# [MATERIAL SHOWN]
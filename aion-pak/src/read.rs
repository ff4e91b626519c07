//! Little-endian read helpers

use std::io::Read;

pub(crate) fn read_u8<R: Read>(reader: &mut R) -> std::io::Result<u8> {
    let mut buf = [0u8; 1];
    reader.read_exact(&mut buf)?;
    Ok(buf[0])
}

pub(crate) fn read_u16<R: Read>(reader: &mut R) -> std::io::Result<u16> {
    let mut buf = [0u8; 2];
    reader.read_exact(&mut buf)?;
    Ok(u16::from_le_bytes(buf))
}

pub(crate) fn read_u32<R: Read>(reader: &mut R) -> std::io::Result<u32> {
    let mut buf = [0u8; 4];
    reader.read_exact(&mut buf)?;
    Ok(u32::from_le_bytes(buf))
}

pub(crate) fn read_bytes<R: Read>(reader: &mut R, len: usize) -> std::io::Result<Vec<u8>> {
    let mut buf = vec![0u8; len];
    reader.read_exact(&mut buf)?;
    Ok(buf)
}

/// Read a record signature, returning `None` on a clean end of input
pub(crate) fn read_u16_or_eof<R: Read>(reader: &mut R) -> std::io::Result<Option<u16>> {
    let mut buf = [0u8; 2];
    let mut filled = 0;
    while filled < buf.len() {
        match reader.read(&mut buf[filled..])? {
            0 if filled == 0 => return Ok(None),
            0 => return Err(std::io::ErrorKind::UnexpectedEof.into()),
            n => filled += n,
        }
    }
    Ok(Some(u16::from_le_bytes(buf)))
}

# [WORK TO COMPLETE]
Every line of the data above should be copied exactly.

# [RESPONSE BOX]
filename aion-pak/src/read.rs
repository ff4e91b626519c07
//! Little-endian read helpers

use std::io::Read;

pub(crate) fn read_u8<R: Read>(reader: &mut R) -> std::io::Result<u8> {
    let mut buf = [0u8; 1];
    reader.read_exact(&mut buf)?;
    Ok(buf[0])
}

pub(crate) fn read_u16<R: Read>(reader: &mut R) -> std::io::Result<u16> {
    let mut buf = [0u8; 2];
    reader.read_exact(&mut buf)?;
    Ok(u16::from_le_bytes(buf))
}

pub(crate) fn read_u32<R: Read>(reader: &mut R) -> std::io::Result<u32> {
    let mut buf = [0u8; 4];
    reader.read_exact(&mut buf)?;
    Ok(u32::from_le_bytes(buf))
}

pub(crate) fn read_bytes<R: Read>(reader: &mut R, len: usize) -> std::io::Result<Vec<u8>> {
    let mut buf = vec![0u8; len];
    reader.read_exact(&mut buf)?;
    Ok(buf)
}

/// Read a record signature, returning `None` on a clean end of input
pub(crate) fn read_u16_or_eof<R: Read>(reader: &mut R) -> std::io::Result<Option<u16>> {
    let mut buf = [0u8; 2];
    let mut filled = 0;
    while filled < buf.len() {
        match reader.read(&mut buf[filled..])? {
            0 if filled == 0 => return Ok(None),
            0 => return Err(std::io::ErrorKind::UnexpectedEof.into()),
            n => filled += n,
        }
    }
    Ok(Some(u16::from_le_bytes(buf)))
}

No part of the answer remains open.